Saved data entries
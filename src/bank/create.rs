//! Bank creation page and endpoint.

use std::sync::{Arc, Mutex};

use axum::{
    Form,
    extract::{FromRef, State},
    http::StatusCode,
    response::{IntoResponse, Response},
};
use axum_htmx::HxRedirect;
use maud::{Markup, html};
use rusqlite::Connection;

use crate::{
    AppState, Error,
    bank::{
        BankName, create_bank,
        domain::{BankFormData, normalize_bank_code},
    },
    endpoints,
    html::{BUTTON_PRIMARY_STYLE, FORM_CONTAINER_STYLE, FORM_ERROR_STYLE, base, text_input},
    navigation::NavBar,
};

/// The state needed for creating a bank.
#[derive(Debug, Clone)]
pub struct CreateBankEndpointState {
    pub db_connection: Arc<Mutex<Connection>>,
}

impl FromRef<AppState> for CreateBankEndpointState {
    fn from_ref(state: &AppState) -> Self {
        Self {
            db_connection: state.db_connection.clone(),
        }
    }
}

/// Render the bank creation page.
pub async fn get_new_bank_page() -> Response {
    let nav_bar = NavBar::new(endpoints::BANKS_VIEW).into_html();
    let form = bank_form_view(endpoints::POST_BANK, "hx-post", "", "", "", "Créer la banque");

    let content = html! {
        (nav_bar)
        div class=(FORM_CONTAINER_STYLE)
        {
            h1 class="mb-4 text-xl font-bold text-gray-900 dark:text-white" { "Nouvelle banque" }
            (form)
        }
    };

    base("Nouvelle banque", &[], &content).into_response()
}

/// Handle bank creation form submission.
pub async fn create_bank_endpoint(
    State(state): State<CreateBankEndpointState>,
    Form(form_data): Form<BankFormData>,
) -> Response {
    let code = normalize_bank_code(form_data.code.as_deref());
    let name = match BankName::new(&form_data.name) {
        Ok(name) => name,
        Err(error) => {
            return bank_form_view(
                endpoints::POST_BANK,
                "hx-post",
                &form_data.name,
                code.as_deref().unwrap_or_default(),
                &error.to_string(),
                "Créer la banque",
            )
            .into_response();
        }
    };

    let connection = match state.db_connection.lock() {
        Ok(connection) => connection,
        Err(error) => {
            tracing::error!("could not acquire database lock: {error}");
            return Error::DatabaseLockError.into_alert_response();
        }
    };

    match create_bank(name, code, &connection) {
        Ok(bank) => {
            tracing::info!("created bank {} ({})", bank.name, bank.id);
            (
                HxRedirect(endpoints::BANKS_VIEW.to_owned()),
                StatusCode::SEE_OTHER,
            )
                .into_response()
        }
        Err(error @ Error::DuplicateBankName(_)) => error.into_alert_response(),
        Err(error) => {
            tracing::error!("An unexpected error occurred while creating a bank: {error}");
            error.into_alert_response()
        }
    }
}

/// The form shared by the create and edit pages.
///
/// `method` is the htmx attribute used to submit the form, e.g. "hx-post".
pub(super) fn bank_form_view(
    endpoint: &str,
    method: &str,
    name: &str,
    code: &str,
    error_message: &str,
    submit_label: &str,
) -> Markup {
    let (hx_post, hx_put) = if method == "hx-put" {
        (None, Some(endpoint))
    } else {
        (Some(endpoint), None)
    };

    html! {
        form
            hx-post=[hx_post]
            hx-put=[hx_put]
            hx-target-error="#alert-container"
            class="w-full max-w-md space-y-4 md:space-y-6"
        {
            (text_input("name", "Nom de la banque", "text", name, true))

            div
            {
                label
                    for="code"
                    class="block mb-2 text-sm font-medium text-gray-900 dark:text-white"
                {
                    "Code (facultatif)"
                }

                input
                    id="code"
                    type="text"
                    name="code"
                    value=(code)
                    maxlength="10"
                    placeholder="AWB"
                    class="block w-full p-2.5 rounded text-sm uppercase text-gray-900 dark:text-white
                        bg-gray-50 dark:bg-gray-700 border border-gray-300 dark:border-gray-600";
            }

            @if !error_message.is_empty() {
                p class=(FORM_ERROR_STYLE) { (error_message) }
            }

            button type="submit" class=(BUTTON_PRIMARY_STYLE) { (submit_label) }
        }
    }
}


#[cfg(test)]
mod create_bank_endpoint_tests {
    use std::sync::{Arc, Mutex};

    use axum::{Form, extract::State, http::StatusCode};
    use rusqlite::Connection;

    use crate::{
        bank::{create_bank_endpoint, domain::BankFormData, get_all_banks},
        db::initialize,
        endpoints,
        test_utils::{
            assert_alert_message, assert_form_error_message, assert_hx_redirect,
            assert_valid_html, must_get_form, parse_html_fragment,
        },
    };

    use super::CreateBankEndpointState;

    fn get_state() -> CreateBankEndpointState {
        let connection =
            Connection::open_in_memory().expect("Could not open in-memory SQLite database");
        initialize(&connection).expect("Could not initialize database");

        CreateBankEndpointState {
            db_connection: Arc::new(Mutex::new(connection)),
        }
    }

    fn form(name: &str, code: Option<&str>) -> BankFormData {
        BankFormData {
            name: name.to_owned(),
            code: code.map(str::to_owned),
        }
    }

    #[tokio::test]
    async fn can_create_bank() {
        let state = get_state();

        let response = create_bank_endpoint(State(state.clone()), Form(form("CIH Bank", Some("cih"))))
            .await;

        assert_eq!(response.status(), StatusCode::SEE_OTHER);
        assert_hx_redirect(&response, endpoints::BANKS_VIEW);
        let banks = get_all_banks(&state.db_connection.lock().unwrap()).unwrap();
        assert_eq!(banks.len(), 1);
        assert_eq!(banks[0].name.as_ref(), "CIH Bank");
        assert_eq!(banks[0].code.as_deref(), Some("CIH"));
    }

    #[tokio::test]
    async fn create_bank_fails_on_empty_name() {
        let state = get_state();

        let response = create_bank_endpoint(State(state), Form(form("  ", None))).await;

        assert_eq!(response.status(), StatusCode::OK);
        let html = parse_html_fragment(response).await;
        assert_valid_html(&html);
        let form = must_get_form(&html);
        assert_form_error_message(&form, "Le nom de la banque est obligatoire");
    }

    #[tokio::test]
    async fn create_bank_fails_on_duplicate_name() {
        let state = get_state();
        create_bank_endpoint(State(state.clone()), Form(form("CIH Bank", None))).await;

        let response = create_bank_endpoint(State(state), Form(form("CIH Bank", None))).await;

        assert_eq!(response.status(), StatusCode::UNPROCESSABLE_ENTITY);
        let html = parse_html_fragment(response).await;
        assert_alert_message(&html, "Banque existante");
    }
}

# [REQUIREMENT]
A line belongs in the answer if it contains the word "await"; copy every such line from the data above.

# [EXERCISE OUTPUT]
            .await;
        let response = create_bank_endpoint(State(state), Form(form("  ", None))).await;
        let html = parse_html_fragment(response).await;
        create_bank_endpoint(State(state.clone()), Form(form("CIH Bank", None))).await;
        let response = create_bank_endpoint(State(state), Form(form("CIH Bank", None))).await;
        let html = parse_html_fragment(response).await;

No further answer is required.